Collected data entries:
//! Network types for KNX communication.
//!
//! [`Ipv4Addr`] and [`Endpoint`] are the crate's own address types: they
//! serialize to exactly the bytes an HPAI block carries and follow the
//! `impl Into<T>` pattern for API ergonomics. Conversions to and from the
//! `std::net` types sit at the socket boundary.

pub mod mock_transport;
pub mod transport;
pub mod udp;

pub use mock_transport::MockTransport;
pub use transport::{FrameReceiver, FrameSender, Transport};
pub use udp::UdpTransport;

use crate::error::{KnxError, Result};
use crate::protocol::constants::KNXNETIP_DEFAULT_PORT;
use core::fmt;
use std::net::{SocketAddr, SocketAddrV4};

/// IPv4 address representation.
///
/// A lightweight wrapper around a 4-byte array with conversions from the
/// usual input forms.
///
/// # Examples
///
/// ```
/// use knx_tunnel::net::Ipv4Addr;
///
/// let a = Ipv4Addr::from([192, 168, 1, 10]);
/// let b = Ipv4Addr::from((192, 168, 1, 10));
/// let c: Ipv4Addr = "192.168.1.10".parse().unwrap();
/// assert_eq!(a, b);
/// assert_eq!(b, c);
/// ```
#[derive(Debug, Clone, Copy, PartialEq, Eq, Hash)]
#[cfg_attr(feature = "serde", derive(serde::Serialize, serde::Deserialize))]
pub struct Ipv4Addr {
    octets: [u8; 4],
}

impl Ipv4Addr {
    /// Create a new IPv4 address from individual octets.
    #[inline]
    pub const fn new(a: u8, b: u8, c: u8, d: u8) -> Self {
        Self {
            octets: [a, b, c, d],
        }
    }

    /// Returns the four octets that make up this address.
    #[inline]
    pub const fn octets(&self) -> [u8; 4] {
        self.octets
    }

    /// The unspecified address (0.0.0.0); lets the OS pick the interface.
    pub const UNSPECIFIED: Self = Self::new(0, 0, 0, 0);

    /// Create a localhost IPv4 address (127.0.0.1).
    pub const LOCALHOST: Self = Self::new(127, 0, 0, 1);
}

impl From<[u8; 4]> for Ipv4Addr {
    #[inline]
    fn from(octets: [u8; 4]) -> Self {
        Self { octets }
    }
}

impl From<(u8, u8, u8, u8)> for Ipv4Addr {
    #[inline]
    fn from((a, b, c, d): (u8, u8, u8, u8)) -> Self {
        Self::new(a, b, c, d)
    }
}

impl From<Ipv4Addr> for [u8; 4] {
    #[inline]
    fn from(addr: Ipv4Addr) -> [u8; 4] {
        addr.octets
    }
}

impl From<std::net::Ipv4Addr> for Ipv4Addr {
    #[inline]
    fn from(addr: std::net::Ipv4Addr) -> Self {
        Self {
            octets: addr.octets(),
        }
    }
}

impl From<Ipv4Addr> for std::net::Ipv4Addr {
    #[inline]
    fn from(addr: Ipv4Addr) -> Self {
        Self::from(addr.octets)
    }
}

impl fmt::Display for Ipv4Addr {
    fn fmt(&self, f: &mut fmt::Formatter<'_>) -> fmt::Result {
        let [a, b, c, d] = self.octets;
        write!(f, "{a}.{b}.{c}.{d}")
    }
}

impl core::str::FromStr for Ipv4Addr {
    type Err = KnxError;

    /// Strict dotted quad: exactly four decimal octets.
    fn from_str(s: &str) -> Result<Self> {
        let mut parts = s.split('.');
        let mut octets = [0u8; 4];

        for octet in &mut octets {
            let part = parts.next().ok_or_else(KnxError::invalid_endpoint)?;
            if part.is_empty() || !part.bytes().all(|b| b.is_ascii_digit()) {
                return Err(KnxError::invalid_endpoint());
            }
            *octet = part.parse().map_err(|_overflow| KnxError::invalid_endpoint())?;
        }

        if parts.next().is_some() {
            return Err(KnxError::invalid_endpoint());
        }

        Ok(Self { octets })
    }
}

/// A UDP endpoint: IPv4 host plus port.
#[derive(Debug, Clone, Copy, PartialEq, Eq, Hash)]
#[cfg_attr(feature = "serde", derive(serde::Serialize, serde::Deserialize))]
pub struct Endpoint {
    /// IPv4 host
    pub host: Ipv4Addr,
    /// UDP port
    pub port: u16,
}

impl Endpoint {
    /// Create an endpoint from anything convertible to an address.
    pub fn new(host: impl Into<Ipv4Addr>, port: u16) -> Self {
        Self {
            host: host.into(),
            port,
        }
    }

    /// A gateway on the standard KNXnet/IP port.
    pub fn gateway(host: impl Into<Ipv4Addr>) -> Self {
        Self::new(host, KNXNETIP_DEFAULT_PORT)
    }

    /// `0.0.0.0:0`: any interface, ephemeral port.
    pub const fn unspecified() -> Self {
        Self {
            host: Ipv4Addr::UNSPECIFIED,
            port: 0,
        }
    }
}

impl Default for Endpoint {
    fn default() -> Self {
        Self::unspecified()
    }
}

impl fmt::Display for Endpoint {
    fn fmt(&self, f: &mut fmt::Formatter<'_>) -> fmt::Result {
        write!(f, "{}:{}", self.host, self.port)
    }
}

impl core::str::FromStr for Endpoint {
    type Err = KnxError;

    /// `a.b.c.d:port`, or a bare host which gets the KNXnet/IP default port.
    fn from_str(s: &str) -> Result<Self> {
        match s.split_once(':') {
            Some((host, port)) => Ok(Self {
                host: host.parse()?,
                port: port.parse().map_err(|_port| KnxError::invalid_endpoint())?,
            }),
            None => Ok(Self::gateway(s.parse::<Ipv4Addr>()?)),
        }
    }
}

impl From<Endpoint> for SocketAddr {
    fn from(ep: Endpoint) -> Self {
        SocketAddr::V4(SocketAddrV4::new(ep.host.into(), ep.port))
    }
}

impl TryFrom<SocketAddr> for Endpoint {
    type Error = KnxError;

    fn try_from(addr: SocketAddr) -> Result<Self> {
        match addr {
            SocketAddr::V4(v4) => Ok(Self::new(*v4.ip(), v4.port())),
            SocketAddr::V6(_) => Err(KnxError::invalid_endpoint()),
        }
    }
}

● Work to be completed: Your answer should repeat every entry exactly.

● Response to the task:
//! Network types for KNX communication.
//!
//! [`Ipv4Addr`] and [`Endpoint`] are the crate's own address types: they
//! serialize to exactly the bytes an HPAI block carries and follow the
//! `impl Into<T>` pattern for API ergonomics. Conversions to and from the
//! `std::net` types sit at the socket boundary.

pub mod mock_transport;
pub mod transport;
pub mod udp;

pub use mock_transport::MockTransport;
pub use transport::{FrameReceiver, FrameSender, Transport};
pub use udp::UdpTransport;

use crate::error::{KnxError, Result};
use crate::protocol::constants::KNXNETIP_DEFAULT_PORT;
use core::fmt;
use std::net::{SocketAddr, SocketAddrV4};

/// IPv4 address representation.
///
/// A lightweight wrapper around a 4-byte array with conversions from the
/// usual input forms.
///
/// # Examples
///
/// ```
/// use knx_tunnel::net::Ipv4Addr;
///
/// let a = Ipv4Addr::from([192, 168, 1, 10]);
/// let b = Ipv4Addr::from((192, 168, 1, 10));
/// let c: Ipv4Addr = "192.168.1.10".parse().unwrap();
/// assert_eq!(a, b);
/// assert_eq!(b, c);
/// ```
#[derive(Debug, Clone, Copy, PartialEq, Eq, Hash)]
#[cfg_attr(feature = "serde", derive(serde::Serialize, serde::Deserialize))]
pub struct Ipv4Addr {
    octets: [u8; 4],
}

impl Ipv4Addr {
    /// Create a new IPv4 address from individual octets.
    #[inline]
    pub const fn new(a: u8, b: u8, c: u8, d: u8) -> Self {
        Self {
            octets: [a, b, c, d],
        }
    }

    /// Returns the four octets that make up this address.
    #[inline]
    pub const fn octets(&self) -> [u8; 4] {
        self.octets
    }

    /// The unspecified address (0.0.0.0); lets the OS pick the interface.
    pub const UNSPECIFIED: Self = Self::new(0, 0, 0, 0);

    /// Create a localhost IPv4 address (127.0.0.1).
    pub const LOCALHOST: Self = Self::new(127, 0, 0, 1);
}

impl From<[u8; 4]> for Ipv4Addr {
    #[inline]
    fn from(octets: [u8; 4]) -> Self {
        Self { octets }
    }
}

impl From<(u8, u8, u8, u8)> for Ipv4Addr {
    #[inline]
    fn from((a, b, c, d): (u8, u8, u8, u8)) -> Self {
        Self::new(a, b, c, d)
    }
}

impl From<Ipv4Addr> for [u8; 4] {
    #[inline]
    fn from(addr: Ipv4Addr) -> [u8; 4] {
        addr.octets
    }
}

impl From<std::net::Ipv4Addr> for Ipv4Addr {
    #[inline]
    fn from(addr: std::net::Ipv4Addr) -> Self {
        Self {
            octets: addr.octets(),
        }
    }
}

impl From<Ipv4Addr> for std::net::Ipv4Addr {
    #[inline]
    fn from(addr: Ipv4Addr) -> Self {
        Self::from(addr.octets)
    }
}

impl fmt::Display for Ipv4Addr {
    fn fmt(&self, f: &mut fmt::Formatter<'_>) -> fmt::Result {
        let [a, b, c, d] = self.octets;
        write!(f, "{a}.{b}.{c}.{d}")
    }
}

impl core::str::FromStr for Ipv4Addr {
    type Err = KnxError;

    /// Strict dotted quad: exactly four decimal octets.
    fn from_str(s: &str) -> Result<Self> {
        let mut parts = s.split('.');
        let mut octets = [0u8; 4];

        for octet in &mut octets {
            let part = parts.next().ok_or_else(KnxError::invalid_endpoint)?;
            if part.is_empty() || !part.bytes().all(|b| b.is_ascii_digit()) {
                return Err(KnxError::invalid_endpoint());
            }
            *octet = part.parse().map_err(|_overflow| KnxError::invalid_endpoint())?;
        }

        if parts.next().is_some() {
            return Err(KnxError::invalid_endpoint());
        }

        Ok(Self { octets })
    }
}

/// A UDP endpoint: IPv4 host plus port.
#[derive(Debug, Clone, Copy, PartialEq, Eq, Hash)]
#[cfg_attr(feature = "serde", derive(serde::Serialize, serde::Deserialize))]
pub struct Endpoint {
    /// IPv4 host
    pub host: Ipv4Addr,
    /// UDP port
    pub port: u16,
}

impl Endpoint {
    /// Create an endpoint from anything convertible to an address.
    pub fn new(host: impl Into<Ipv4Addr>, port: u16) -> Self {
        Self {
            host: host.into(),
            port,
        }
    }

    /// A gateway on the standard KNXnet/IP port.
    pub fn gateway(host: impl Into<Ipv4Addr>) -> Self {
        Self::new(host, KNXNETIP_DEFAULT_PORT)
    }

    /// `0.0.0.0:0`: any interface, ephemeral port.
    pub const fn unspecified() -> Self {
        Self {
            host: Ipv4Addr::UNSPECIFIED,
            port: 0,
        }
    }
}

impl Default for Endpoint {
    fn default() -> Self {
        Self::unspecified()
    }
}

impl fmt::Display for Endpoint {
    fn fmt(&self, f: &mut fmt::Formatter<'_>) -> fmt::Result {
        write!(f, "{}:{}", self.host, self.port)
    }
}

impl core::str::FromStr for Endpoint {
    type Err = KnxError;

    /// `a.b.c.d:port`, or a bare host which gets the KNXnet/IP default port.
    fn from_str(s: &str) -> Result<Self> {
        match s.split_once(':') {
            Some((host, port)) => Ok(Self {
                host: host.parse()?,
                port: port.parse().map_err(|_port| KnxError::invalid_endpoint())?,
            }),
            None => Ok(Self::gateway(s.parse::<Ipv4Addr>()?)),
        }
    }
}

impl From<Endpoint> for SocketAddr {
    fn from(ep: Endpoint) -> Self {
        SocketAddr::V4(SocketAddrV4::new(ep.host.into(), ep.port))
    }
}

impl TryFrom<SocketAddr> for Endpoint {
    type Error = KnxError;

    fn try_from(addr: SocketAddr) -> Result<Self> {
        match addr {
            SocketAddr::V4(v4) => Ok(Self::new(*v4.ip(), v4.port())),
            SocketAddr::V6(_) => Err(KnxError::invalid_endpoint()),
        }
    }
}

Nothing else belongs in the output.